**Exercise details:** Return exactly the span of lines in the following data that opens with the line containing "filename src/commands/help.rs" and closes with the line containing "use crate::dispatch::Registry;". Include nothing else.

**Data to examine:**
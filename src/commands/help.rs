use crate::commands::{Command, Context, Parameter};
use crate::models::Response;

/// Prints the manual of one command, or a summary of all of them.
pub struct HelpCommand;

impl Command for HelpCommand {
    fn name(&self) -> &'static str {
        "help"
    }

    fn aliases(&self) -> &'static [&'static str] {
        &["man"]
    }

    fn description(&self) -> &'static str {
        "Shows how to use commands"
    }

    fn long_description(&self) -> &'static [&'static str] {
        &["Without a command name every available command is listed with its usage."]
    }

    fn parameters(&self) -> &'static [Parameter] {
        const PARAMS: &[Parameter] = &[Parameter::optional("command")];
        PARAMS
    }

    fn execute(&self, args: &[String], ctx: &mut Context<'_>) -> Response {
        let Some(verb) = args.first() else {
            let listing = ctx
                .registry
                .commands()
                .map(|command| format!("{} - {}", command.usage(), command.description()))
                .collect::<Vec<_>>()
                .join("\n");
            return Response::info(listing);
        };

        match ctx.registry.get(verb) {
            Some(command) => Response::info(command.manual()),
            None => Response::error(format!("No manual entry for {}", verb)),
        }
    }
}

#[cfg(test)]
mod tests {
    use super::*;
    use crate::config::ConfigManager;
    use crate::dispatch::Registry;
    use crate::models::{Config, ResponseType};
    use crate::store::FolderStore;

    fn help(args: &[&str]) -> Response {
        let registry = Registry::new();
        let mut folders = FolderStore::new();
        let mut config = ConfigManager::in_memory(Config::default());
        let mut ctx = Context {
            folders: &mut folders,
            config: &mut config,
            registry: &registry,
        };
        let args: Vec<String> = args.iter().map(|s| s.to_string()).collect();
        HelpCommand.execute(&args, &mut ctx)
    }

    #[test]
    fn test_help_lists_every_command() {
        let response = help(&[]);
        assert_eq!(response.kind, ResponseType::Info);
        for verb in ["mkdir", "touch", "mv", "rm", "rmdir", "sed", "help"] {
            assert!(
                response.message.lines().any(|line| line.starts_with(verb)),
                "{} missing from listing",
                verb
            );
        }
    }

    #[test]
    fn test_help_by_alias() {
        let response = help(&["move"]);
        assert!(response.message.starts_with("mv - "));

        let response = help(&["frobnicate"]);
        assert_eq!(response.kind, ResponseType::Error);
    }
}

...

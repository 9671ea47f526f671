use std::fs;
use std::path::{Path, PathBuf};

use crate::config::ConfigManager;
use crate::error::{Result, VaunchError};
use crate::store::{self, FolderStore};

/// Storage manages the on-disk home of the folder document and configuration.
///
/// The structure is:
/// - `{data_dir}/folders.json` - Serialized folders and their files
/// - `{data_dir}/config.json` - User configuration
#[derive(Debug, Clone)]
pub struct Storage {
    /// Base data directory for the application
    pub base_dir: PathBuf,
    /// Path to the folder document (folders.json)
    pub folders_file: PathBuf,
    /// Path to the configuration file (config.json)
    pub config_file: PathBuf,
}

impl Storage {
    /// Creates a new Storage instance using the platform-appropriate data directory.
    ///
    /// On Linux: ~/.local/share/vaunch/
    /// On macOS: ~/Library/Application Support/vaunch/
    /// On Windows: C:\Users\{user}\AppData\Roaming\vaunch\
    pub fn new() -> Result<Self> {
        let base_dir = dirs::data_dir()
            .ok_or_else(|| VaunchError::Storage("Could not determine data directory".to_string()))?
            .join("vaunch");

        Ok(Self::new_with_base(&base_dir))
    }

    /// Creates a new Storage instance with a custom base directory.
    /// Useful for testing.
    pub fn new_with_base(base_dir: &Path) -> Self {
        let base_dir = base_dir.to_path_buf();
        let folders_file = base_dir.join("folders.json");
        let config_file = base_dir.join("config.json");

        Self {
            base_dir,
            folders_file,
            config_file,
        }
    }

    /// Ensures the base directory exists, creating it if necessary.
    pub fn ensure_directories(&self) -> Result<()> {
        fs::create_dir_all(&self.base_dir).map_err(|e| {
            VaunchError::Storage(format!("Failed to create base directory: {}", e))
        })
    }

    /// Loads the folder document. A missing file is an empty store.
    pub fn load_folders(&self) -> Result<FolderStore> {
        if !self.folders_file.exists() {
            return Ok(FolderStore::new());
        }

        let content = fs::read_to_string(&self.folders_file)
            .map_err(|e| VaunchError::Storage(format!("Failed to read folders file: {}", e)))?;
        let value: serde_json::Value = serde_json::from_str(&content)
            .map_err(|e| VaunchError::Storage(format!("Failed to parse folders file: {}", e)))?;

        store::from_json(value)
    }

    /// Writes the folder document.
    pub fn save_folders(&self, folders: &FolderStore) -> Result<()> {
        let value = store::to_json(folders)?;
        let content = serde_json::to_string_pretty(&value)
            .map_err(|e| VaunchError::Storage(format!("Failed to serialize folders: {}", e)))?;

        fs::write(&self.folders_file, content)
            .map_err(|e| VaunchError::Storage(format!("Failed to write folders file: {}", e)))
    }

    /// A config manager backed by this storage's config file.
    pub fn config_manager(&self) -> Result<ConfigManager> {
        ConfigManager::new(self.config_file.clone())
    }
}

**Reply to the task:**
filename src/commands/help.rs
use crate::commands::{Command, Context, Parameter};
use crate::models::Response;

/// Prints the manual of one command, or a summary of all of them.
pub struct HelpCommand;

impl Command for HelpCommand {
    fn name(&self) -> &'static str {
        "help"
    }

    fn aliases(&self) -> &'static [&'static str] {
        &["man"]
    }

    fn description(&self) -> &'static str {
        "Shows how to use commands"
    }

    fn long_description(&self) -> &'static [&'static str] {
        &["Without a command name every available command is listed with its usage."]
    }

    fn parameters(&self) -> &'static [Parameter] {
        const PARAMS: &[Parameter] = &[Parameter::optional("command")];
        PARAMS
    }

    fn execute(&self, args: &[String], ctx: &mut Context<'_>) -> Response {
        let Some(verb) = args.first() else {
            let listing = ctx
                .registry
                .commands()
                .map(|command| format!("{} - {}", command.usage(), command.description()))
                .collect::<Vec<_>>()
                .join("\n");
            return Response::info(listing);
        };

        match ctx.registry.get(verb) {
            Some(command) => Response::info(command.manual()),
            None => Response::error(format!("No manual entry for {}", verb)),
        }
    }
}

#[cfg(test)]
mod tests {
    use super::*;
    use crate::config::ConfigManager;
    use crate::dispatch::Registry;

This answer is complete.